**YOUR GOAL**
Within the entries underneath, how many lines include the string "else"? State only the number.

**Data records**
━━━━━━━━━━━━━━━━

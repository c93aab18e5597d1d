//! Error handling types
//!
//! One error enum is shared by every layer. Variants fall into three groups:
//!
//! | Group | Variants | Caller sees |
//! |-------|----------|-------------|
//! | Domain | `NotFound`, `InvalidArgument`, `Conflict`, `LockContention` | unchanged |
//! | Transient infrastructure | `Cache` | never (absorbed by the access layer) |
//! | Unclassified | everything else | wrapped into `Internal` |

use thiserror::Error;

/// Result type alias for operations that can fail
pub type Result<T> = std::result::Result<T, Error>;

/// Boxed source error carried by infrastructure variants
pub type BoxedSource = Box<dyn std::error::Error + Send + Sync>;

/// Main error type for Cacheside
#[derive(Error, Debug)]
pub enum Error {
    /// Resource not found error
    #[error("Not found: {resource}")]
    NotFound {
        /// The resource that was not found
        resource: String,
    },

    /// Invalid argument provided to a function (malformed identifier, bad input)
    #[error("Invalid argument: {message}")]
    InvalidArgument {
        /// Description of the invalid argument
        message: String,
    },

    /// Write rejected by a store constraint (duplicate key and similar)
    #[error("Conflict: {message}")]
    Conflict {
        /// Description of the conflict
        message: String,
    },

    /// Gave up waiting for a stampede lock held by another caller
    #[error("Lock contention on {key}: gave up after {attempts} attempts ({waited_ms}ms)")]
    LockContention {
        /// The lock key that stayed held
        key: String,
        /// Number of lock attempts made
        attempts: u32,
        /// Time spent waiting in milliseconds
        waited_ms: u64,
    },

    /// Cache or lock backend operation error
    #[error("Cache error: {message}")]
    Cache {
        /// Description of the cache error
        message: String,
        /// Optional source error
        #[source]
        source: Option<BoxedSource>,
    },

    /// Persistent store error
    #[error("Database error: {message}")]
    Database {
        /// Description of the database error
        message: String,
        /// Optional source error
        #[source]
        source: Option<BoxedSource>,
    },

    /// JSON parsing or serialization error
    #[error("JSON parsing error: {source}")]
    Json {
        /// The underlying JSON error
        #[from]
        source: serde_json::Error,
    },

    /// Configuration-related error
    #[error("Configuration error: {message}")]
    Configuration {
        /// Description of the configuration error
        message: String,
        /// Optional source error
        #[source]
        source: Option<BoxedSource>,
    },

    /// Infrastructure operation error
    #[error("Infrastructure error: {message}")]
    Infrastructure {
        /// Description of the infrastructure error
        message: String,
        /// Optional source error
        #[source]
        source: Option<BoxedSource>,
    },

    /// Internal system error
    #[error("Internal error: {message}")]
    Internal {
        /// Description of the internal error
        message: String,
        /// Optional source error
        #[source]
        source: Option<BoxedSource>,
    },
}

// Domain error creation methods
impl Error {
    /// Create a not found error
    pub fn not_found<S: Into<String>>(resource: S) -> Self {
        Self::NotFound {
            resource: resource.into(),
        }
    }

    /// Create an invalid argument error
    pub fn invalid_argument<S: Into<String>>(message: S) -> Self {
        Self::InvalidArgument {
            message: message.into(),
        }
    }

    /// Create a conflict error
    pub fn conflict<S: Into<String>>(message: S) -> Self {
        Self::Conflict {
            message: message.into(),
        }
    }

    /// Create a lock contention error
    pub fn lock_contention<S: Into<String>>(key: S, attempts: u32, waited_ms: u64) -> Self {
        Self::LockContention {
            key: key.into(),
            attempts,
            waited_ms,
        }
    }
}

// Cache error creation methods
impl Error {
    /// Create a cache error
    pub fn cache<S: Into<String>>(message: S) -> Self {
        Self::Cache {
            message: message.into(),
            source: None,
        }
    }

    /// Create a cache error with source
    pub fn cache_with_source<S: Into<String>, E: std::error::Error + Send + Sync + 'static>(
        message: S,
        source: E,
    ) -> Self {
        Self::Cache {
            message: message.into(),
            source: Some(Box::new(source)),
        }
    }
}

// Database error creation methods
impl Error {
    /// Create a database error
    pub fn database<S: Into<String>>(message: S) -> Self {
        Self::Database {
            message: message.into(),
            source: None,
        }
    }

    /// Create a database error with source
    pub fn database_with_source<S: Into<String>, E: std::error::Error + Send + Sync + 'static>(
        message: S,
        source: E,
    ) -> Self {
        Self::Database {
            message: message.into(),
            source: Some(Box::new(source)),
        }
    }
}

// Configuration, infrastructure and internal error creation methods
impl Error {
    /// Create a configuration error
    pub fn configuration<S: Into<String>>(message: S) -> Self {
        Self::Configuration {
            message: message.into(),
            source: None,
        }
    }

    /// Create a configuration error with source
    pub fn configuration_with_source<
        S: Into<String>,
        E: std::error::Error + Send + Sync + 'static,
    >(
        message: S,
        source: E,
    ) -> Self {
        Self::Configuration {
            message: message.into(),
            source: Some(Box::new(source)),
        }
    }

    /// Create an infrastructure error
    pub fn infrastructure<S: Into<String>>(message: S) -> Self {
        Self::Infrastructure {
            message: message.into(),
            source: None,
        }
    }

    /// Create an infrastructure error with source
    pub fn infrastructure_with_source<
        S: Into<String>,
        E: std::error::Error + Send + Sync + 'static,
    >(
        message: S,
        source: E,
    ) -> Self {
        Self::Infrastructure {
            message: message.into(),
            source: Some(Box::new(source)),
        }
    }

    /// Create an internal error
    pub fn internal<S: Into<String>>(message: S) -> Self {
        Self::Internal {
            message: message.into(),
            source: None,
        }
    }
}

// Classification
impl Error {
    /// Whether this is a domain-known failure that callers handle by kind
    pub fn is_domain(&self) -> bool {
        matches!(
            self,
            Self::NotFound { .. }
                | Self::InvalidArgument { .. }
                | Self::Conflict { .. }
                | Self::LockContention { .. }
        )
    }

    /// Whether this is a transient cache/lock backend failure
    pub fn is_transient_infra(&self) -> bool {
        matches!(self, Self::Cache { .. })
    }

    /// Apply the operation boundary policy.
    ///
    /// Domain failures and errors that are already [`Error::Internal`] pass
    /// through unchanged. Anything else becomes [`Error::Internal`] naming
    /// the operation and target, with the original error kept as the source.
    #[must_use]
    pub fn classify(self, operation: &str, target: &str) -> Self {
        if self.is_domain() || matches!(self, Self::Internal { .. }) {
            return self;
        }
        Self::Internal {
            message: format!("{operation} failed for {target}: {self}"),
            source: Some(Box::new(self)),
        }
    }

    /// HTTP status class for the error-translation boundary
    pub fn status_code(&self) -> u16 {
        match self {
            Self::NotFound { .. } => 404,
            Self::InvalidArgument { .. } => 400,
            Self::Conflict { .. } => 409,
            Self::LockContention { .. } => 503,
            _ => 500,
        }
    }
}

━━━━━━━━━━━━━━━━

**REPLY**
2